Yargıtay Ceza Genel Kurulu 2007/10-85 Esas 2007/109 Karar Sayılı İlamı

Abaküs Yazılım
Ceza Genel Kurulu
Esas No: 2007/10-85
Karar No: 2007/109

Yargıtay Ceza Genel Kurulu 2007/10-85 Esas 2007/109 Karar Sayılı İlamı

Ceza Genel Kurulu 2007/10-85 E., 2007/109 K.

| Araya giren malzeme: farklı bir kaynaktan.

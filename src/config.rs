use std::env;

use crate::domain::Language;

#[derive(Clone)]
pub struct Config {
    pub database_url: String,
    pub port: u16,
    pub cors_allowed_origins: Vec<String>,
    /// The fixed set of languages offered to the form layer. Immutable for
    /// the lifetime of the process.
    pub languages: Vec<Language>,
}

impl Config {
    pub fn from_env() -> Self {
        let database_url = env::var("DATABASE_URL")
            .unwrap_or_else(|_| "sqlite://libris.db?mode=rwc".to_string());

        let languages = env::var("LANGUAGES")
            .ok()
            .map(|s| parse_languages(&s))
            .filter(|langs| !langs.is_empty())
            .unwrap_or_else(|| vec![Language::German, Language::English]);

        Self {
            database_url,
            port: env::var("PORT")
                .ok()
                .and_then(|p| p.parse().ok())
                .unwrap_or(8000),
            cors_allowed_origins: env::var("CORS_ALLOWED_ORIGINS")
                .ok()
                .map(|s| s.split(',').map(|s| s.trim().to_string()).collect())
                .unwrap_or_else(Vec::new),
            languages,
        }
    }

    /// True if the given language may be used for new or updated books.
    pub fn is_language_allowed(&self, language: Language) -> bool {
        self.languages.contains(&language)
    }
}

fn parse_languages(raw: &str) -> Vec<Language> {
    let mut languages = Vec::new();
    for code in raw.split(',') {
        match Language::parse(code) {
            Ok(language) => languages.push(language),
            Err(e) => tracing::warn!("Skipping LANGUAGES entry '{}': {}", code.trim(), e),
        }
    }
    languages
}
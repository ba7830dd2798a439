pub mod api;
pub mod config;
pub mod db;
pub mod domain;
pub mod models;
pub mod services;
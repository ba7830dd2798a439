use sea_orm::entity::prelude::*;
use serde::{Deserialize, Serialize};

use crate::domain::{self, CountryCode, DomainError};

#[derive(Clone, Debug, PartialEq, DeriveEntityModel, Serialize, Deserialize)]
#[sea_orm(table_name = "authors")]
pub struct Model {
    #[sea_orm(primary_key)]
    pub id: i32,
    pub first_name: String,
    pub last_name: String,
    pub birth_date: Option<String>,
    pub death_date: Option<String>,
    pub nationality: String,
    pub created_at: String,
    pub updated_at: String,
}

#[derive(Copy, Clone, Debug, EnumIter, DeriveRelation)]
pub enum Relation {}

impl Related<super::book::Entity> for Entity {
    fn to() -> RelationDef {
        super::book_authors::Relation::Book.def()
    }

    fn via() -> Option<RelationDef> {
        Some(super::book_authors::Relation::Author.def().rev())
    }
}

impl ActiveModelBehavior for ActiveModel {}

impl TryFrom<Model> for domain::Author {
    type Error = DomainError;

    fn try_from(model: Model) -> Result<Self, Self::Error> {
        domain::Author::restore(
            model.id,
            &model.first_name,
            &model.last_name,
            super::parse_stored_date_opt("birth_date", model.birth_date.as_deref())?,
            super::parse_stored_date_opt("death_date", model.death_date.as_deref())?,
            CountryCode::parse(&model.nationality)?,
        )
    }
}
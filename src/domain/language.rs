//! The fixed language enumeration for books.
//!
//! Which of these languages are actually offered is decided by the
//! configuration (see `Config::languages`), not by this type.

use std::fmt;

use serde::{Deserialize, Serialize};

use super::DomainError;

/// A language a book can be written in, identified by its ISO 639-1 code.
#[derive(Copy, Clone, Debug, PartialEq, Eq, Hash, Serialize, Deserialize)]
pub enum Language {
    #[serde(rename = "de")]
    German,
    #[serde(rename = "en")]
    English,
}

impl Language {
    pub fn code(&self) -> &'static str {
        match self {
            Language::German => "de",
            Language::English => "en",
        }
    }

    /// Parses an ISO 639-1 code into a `Language`.
    pub fn parse(code: &str) -> Result<Self, DomainError> {
        match code.trim() {
            "" => Err(DomainError::MissingValue("language")),
            "de" => Ok(Language::German),
            "en" => Ok(Language::English),
            other => Err(DomainError::InvalidArgument(format!(
                "Unknown language code '{}'",
                other
            ))),
        }
    }
}

impl fmt::Display for Language {
    fn fmt(&self, f: &mut fmt::Formatter<'_>) -> fmt::Result {
        f.write_str(self.code())
    }
}

#[cfg(test)]
mod tests {
    use super::*;

    #[test]
    fn parse_known_codes() {
        assert_eq!(Language::parse("de").unwrap(), Language::German);
        assert_eq!(Language::parse(" en ").unwrap(), Language::English);
    }

    #[test]
    fn parse_rejects_unknown_and_empty() {
        assert!(matches!(
            Language::parse("fr"),
            Err(DomainError::InvalidArgument(_))
        ));
        assert!(matches!(
            Language::parse(""),
            Err(DomainError::MissingValue("language"))
        ));
    }
}
use sea_orm::entity::prelude::*;

#[derive(Clone, Debug, PartialEq, DeriveEntityModel)]
#[sea_orm(table_name = "series_books")]
pub struct Model {
    #[sea_orm(primary_key, auto_increment = false)]
    pub series_id: i32,
    #[sea_orm(primary_key, auto_increment = false)]
    pub book_id: i32,
}

#[derive(Copy, Clone, Debug, EnumIter, DeriveRelation)]
pub enum Relation {
    #[sea_orm(
        belongs_to = "super::series::Entity",
        from = "Column::SeriesId",
        to = "super::series::Column::Id"
    )]
    Series,
    #[sea_orm(
        belongs_to = "super::book::Entity",
        from = "Column::BookId",
        to = "super::book::Column::Id"
    )]
    Book,
}

impl ActiveModelBehavior for ActiveModel {}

Ceza Genel Kurulu 2007/10-85 E., 2007/109 K.

  • ADLİ PARA CEZASI
  • DAVALARIN BİRLEŞTİRİLMESİ
  • DİĞER KANUNLARA YOLLAMALAR
  • İHTİYARİ BİRLEŞTİRME
  • TAKDİRİ İNDİRİM NEDENLERİ
  • 5237 S. TÜRK CEZA KANUNU [ Madde 52 ]
  • 5237 S. TÜRK CEZA KANUNU [ Madde 62 ]
  • 5320 S. CEZA MUHAKEMESİ KANUNUNUN YÜRÜRLÜK VE UYGULAMA ... [ Madde 18 ]
  • "İçtihat Metni"

    Sanık müdafii Sanık Yahya Ö...."ün uyuşturucu ticareti suçundan 5237 sayılı Yasanın 188/3, 62/1, 52/2,4 maddeleri uyarınca 5 yıl hapis ve 6660 YTL adlî para cezası ile cezalandırılmasına, adlî para cezasının ödenmesi hususunda mehil verilmesine ve taksitlendirilmesine, uyuşturucu madde elde etmek amacıyla izinsiz hint keneviri yetiştirme suçundan 2313 sayılı Yasanın 3. maddesi aracılığıyla 23/4. fıkrasının 2. cümlesi ile 5237 sayılı Yasanın 62/1 maddeleri uyarınca 1 yıl 8 ay hapis cezasıyla cezalandırılmasına, 5237 sayılı TCY"nın 53/1. maddesindeki haklarını kullanmaktan yoksun bırakılmasına, uyuşturucu maddenin 54/1-4 madde uyarınca zoralımına ilişkin olarak Akhisar Ağır Ceza Mahkemesinden verilen 27.12.2005 gün ve 282-233 sayılı karar sanık ile müdafii tarafından temyiz edilmekle dosyayı inceleyen Yargıtay 10. Ceza Dairesince 26.09.2006 gün ve 8347-10627 sayı ile;

    "2313 sayılı Kanun"un 27. maddesi ile 4926 sayılı Kaçakçılıkla Mücadele Kanunu"nun Geçici 1 ve 30. maddeleri uyarınca, izinsiz hint keneviri yetiştirmek ile uyuşturucu madde ticareti yapmak suçlarından açılan kamu davalarının birlikte görülemeyeceği gözetilmeden yargılamaya devamla yazılı şekilde hüküm kurulması" isabetsizliğinden bozulmuştur.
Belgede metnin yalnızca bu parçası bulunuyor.